(Excerpts from a dataset)
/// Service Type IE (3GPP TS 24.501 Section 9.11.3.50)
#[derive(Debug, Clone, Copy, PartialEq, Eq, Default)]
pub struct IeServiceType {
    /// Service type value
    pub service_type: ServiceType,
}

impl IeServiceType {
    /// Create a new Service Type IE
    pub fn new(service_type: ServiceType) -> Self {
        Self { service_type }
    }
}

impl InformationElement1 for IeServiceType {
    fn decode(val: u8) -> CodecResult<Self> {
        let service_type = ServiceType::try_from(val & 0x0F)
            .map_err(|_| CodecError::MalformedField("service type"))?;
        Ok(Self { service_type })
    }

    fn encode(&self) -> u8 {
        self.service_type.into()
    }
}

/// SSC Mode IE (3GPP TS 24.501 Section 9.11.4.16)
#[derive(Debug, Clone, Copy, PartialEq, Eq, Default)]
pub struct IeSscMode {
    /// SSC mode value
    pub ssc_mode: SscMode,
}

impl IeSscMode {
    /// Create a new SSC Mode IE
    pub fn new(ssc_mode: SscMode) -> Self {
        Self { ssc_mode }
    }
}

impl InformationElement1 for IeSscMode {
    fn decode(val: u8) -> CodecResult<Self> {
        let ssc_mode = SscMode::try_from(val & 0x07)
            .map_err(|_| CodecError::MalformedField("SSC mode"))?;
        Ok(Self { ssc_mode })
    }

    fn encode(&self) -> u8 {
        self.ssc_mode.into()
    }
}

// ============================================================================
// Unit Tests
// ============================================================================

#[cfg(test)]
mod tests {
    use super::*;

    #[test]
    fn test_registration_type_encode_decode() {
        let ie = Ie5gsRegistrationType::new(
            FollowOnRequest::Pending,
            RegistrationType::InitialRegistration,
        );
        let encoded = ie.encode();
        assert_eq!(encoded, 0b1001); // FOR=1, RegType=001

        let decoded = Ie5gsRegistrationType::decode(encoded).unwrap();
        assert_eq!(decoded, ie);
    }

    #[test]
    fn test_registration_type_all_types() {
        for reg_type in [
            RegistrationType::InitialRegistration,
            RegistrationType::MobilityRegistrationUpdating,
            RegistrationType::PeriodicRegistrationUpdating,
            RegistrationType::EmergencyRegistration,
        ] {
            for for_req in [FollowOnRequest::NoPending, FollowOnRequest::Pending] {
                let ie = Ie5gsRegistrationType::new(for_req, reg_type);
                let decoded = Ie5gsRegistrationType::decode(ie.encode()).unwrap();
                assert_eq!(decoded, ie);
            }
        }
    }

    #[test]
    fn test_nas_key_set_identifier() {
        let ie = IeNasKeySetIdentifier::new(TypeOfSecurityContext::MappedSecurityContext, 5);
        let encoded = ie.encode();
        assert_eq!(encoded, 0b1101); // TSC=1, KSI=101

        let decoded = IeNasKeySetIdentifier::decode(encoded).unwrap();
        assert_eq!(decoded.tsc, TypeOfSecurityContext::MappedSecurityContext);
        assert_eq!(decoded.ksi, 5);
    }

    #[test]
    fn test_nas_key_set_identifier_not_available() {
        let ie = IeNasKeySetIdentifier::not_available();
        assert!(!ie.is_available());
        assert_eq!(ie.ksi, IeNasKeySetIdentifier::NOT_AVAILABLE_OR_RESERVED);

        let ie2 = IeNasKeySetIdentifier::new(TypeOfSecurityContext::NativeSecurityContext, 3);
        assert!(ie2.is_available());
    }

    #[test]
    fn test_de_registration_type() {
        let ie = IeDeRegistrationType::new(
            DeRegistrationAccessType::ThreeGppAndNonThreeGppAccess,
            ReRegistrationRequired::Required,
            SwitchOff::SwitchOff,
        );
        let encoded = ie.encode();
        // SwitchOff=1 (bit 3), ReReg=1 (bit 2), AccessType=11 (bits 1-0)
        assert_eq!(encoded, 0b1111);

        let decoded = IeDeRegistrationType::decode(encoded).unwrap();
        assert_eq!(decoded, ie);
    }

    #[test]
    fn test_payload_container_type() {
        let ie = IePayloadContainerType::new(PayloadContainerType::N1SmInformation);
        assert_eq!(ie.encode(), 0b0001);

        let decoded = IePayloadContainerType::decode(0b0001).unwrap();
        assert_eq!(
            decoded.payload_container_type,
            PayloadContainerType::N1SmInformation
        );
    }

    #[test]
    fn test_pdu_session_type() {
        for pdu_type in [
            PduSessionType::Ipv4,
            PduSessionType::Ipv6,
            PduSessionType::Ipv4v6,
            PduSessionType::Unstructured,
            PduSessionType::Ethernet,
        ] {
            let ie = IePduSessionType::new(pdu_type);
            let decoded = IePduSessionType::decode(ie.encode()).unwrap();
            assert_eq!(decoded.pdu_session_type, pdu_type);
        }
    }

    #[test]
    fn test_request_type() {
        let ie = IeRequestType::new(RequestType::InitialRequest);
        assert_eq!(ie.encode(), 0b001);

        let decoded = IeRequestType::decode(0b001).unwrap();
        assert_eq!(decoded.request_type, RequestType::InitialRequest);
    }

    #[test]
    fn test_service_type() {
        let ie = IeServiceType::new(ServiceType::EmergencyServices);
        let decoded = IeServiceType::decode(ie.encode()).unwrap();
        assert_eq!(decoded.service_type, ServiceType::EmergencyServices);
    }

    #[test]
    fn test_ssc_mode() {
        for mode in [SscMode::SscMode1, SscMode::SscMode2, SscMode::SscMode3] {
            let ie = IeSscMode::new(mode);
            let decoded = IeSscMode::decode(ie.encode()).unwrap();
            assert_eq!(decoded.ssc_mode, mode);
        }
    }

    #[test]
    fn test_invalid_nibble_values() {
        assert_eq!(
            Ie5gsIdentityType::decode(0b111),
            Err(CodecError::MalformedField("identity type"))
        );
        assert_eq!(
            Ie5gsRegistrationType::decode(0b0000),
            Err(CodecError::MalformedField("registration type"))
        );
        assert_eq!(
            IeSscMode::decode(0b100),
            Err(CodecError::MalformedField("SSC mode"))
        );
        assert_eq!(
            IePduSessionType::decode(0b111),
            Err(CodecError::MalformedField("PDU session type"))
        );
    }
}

## [TRY IT]
Word for word, give back all of the records.

## [SOLUTION TO THIS PROBLEM]
/// Service Type IE (3GPP TS 24.501 Section 9.11.3.50)
#[derive(Debug, Clone, Copy, PartialEq, Eq, Default)]
pub struct IeServiceType {
    /// Service type value
    pub service_type: ServiceType,
}

impl IeServiceType {
    /// Create a new Service Type IE
    pub fn new(service_type: ServiceType) -> Self {
        Self { service_type }
    }
}

impl InformationElement1 for IeServiceType {
    fn decode(val: u8) -> CodecResult<Self> {
        let service_type = ServiceType::try_from(val & 0x0F)
            .map_err(|_| CodecError::MalformedField("service type"))?;
        Ok(Self { service_type })
    }

    fn encode(&self) -> u8 {
        self.service_type.into()
    }
}

/// SSC Mode IE (3GPP TS 24.501 Section 9.11.4.16)
#[derive(Debug, Clone, Copy, PartialEq, Eq, Default)]
pub struct IeSscMode {
    /// SSC mode value
    pub ssc_mode: SscMode,
}

impl IeSscMode {
    /// Create a new SSC Mode IE
    pub fn new(ssc_mode: SscMode) -> Self {
        Self { ssc_mode }
    }
}

impl InformationElement1 for IeSscMode {
    fn decode(val: u8) -> CodecResult<Self> {
        let ssc_mode = SscMode::try_from(val & 0x07)
            .map_err(|_| CodecError::MalformedField("SSC mode"))?;
        Ok(Self { ssc_mode })
    }

    fn encode(&self) -> u8 {
        self.ssc_mode.into()
    }
}

// ============================================================================
// Unit Tests
// ============================================================================

#[cfg(test)]
mod tests {
    use super::*;

    #[test]
    fn test_registration_type_encode_decode() {
        let ie = Ie5gsRegistrationType::new(
            FollowOnRequest::Pending,
            RegistrationType::InitialRegistration,
        );
        let encoded = ie.encode();
        assert_eq!(encoded, 0b1001); // FOR=1, RegType=001

        let decoded = Ie5gsRegistrationType::decode(encoded).unwrap();
        assert_eq!(decoded, ie);
    }

    #[test]
    fn test_registration_type_all_types() {
        for reg_type in [
            RegistrationType::InitialRegistration,
            RegistrationType::MobilityRegistrationUpdating,
            RegistrationType::PeriodicRegistrationUpdating,
            RegistrationType::EmergencyRegistration,
        ] {
            for for_req in [FollowOnRequest::NoPending, FollowOnRequest::Pending] {
                let ie = Ie5gsRegistrationType::new(for_req, reg_type);
                let decoded = Ie5gsRegistrationType::decode(ie.encode()).unwrap();
                assert_eq!(decoded, ie);
            }
        }
    }

    #[test]
    fn test_nas_key_set_identifier() {
        let ie = IeNasKeySetIdentifier::new(TypeOfSecurityContext::MappedSecurityContext, 5);
        let encoded = ie.encode();
        assert_eq!(encoded, 0b1101); // TSC=1, KSI=101

        let decoded = IeNasKeySetIdentifier::decode(encoded).unwrap();
        assert_eq!(decoded.tsc, TypeOfSecurityContext::MappedSecurityContext);
        assert_eq!(decoded.ksi, 5);
    }

    #[test]
    fn test_nas_key_set_identifier_not_available() {
        let ie = IeNasKeySetIdentifier::not_available();
        assert!(!ie.is_available());
        assert_eq!(ie.ksi, IeNasKeySetIdentifier::NOT_AVAILABLE_OR_RESERVED);

        let ie2 = IeNasKeySetIdentifier::new(TypeOfSecurityContext::NativeSecurityContext, 3);
        assert!(ie2.is_available());
    }

    #[test]
    fn test_de_registration_type() {
        let ie = IeDeRegistrationType::new(
            DeRegistrationAccessType::ThreeGppAndNonThreeGppAccess,
            ReRegistrationRequired::Required,
            SwitchOff::SwitchOff,
        );
        let encoded = ie.encode();
        // SwitchOff=1 (bit 3), ReReg=1 (bit 2), AccessType=11 (bits 1-0)
        assert_eq!(encoded, 0b1111);

        let decoded = IeDeRegistrationType::decode(encoded).unwrap();
        assert_eq!(decoded, ie);
    }

    #[test]
    fn test_payload_container_type() {
        let ie = IePayloadContainerType::new(PayloadContainerType::N1SmInformation);
        assert_eq!(ie.encode(), 0b0001);

        let decoded = IePayloadContainerType::decode(0b0001).unwrap();
        assert_eq!(
            decoded.payload_container_type,
            PayloadContainerType::N1SmInformation
        );
    }

    #[test]
    fn test_pdu_session_type() {
        for pdu_type in [
            PduSessionType::Ipv4,
            PduSessionType::Ipv6,
            PduSessionType::Ipv4v6,
            PduSessionType::Unstructured,
            PduSessionType::Ethernet,
        ] {
            let ie = IePduSessionType::new(pdu_type);
            let decoded = IePduSessionType::decode(ie.encode()).unwrap();
            assert_eq!(decoded.pdu_session_type, pdu_type);
        }
    }

    #[test]
    fn test_request_type() {
        let ie = IeRequestType::new(RequestType::InitialRequest);
        assert_eq!(ie.encode(), 0b001);

        let decoded = IeRequestType::decode(0b001).unwrap();
        assert_eq!(decoded.request_type, RequestType::InitialRequest);
    }

    #[test]
    fn test_service_type() {
        let ie = IeServiceType::new(ServiceType::EmergencyServices);
        let decoded = IeServiceType::decode(ie.encode()).unwrap();
        assert_eq!(decoded.service_type, ServiceType::EmergencyServices);
    }

    #[test]
    fn test_ssc_mode() {
        for mode in [SscMode::SscMode1, SscMode::SscMode2, SscMode::SscMode3] {
            let ie = IeSscMode::new(mode);
            let decoded = IeSscMode::decode(ie.encode()).unwrap();
            assert_eq!(decoded.ssc_mode, mode);
        }
    }

    #[test]
    fn test_invalid_nibble_values() {
        assert_eq!(
            Ie5gsIdentityType::decode(0b111),
            Err(CodecError::MalformedField("identity type"))
        );
        assert_eq!(
            Ie5gsRegistrationType::decode(0b0000),
            Err(CodecError::MalformedField("registration type"))
        );
        assert_eq!(
            IeSscMode::decode(0b100),
            Err(CodecError::MalformedField("SSC mode"))
        );
        assert_eq!(
            IePduSessionType::decode(0b111),
            Err(CodecError::MalformedField("PDU session type"))
        );
    }
}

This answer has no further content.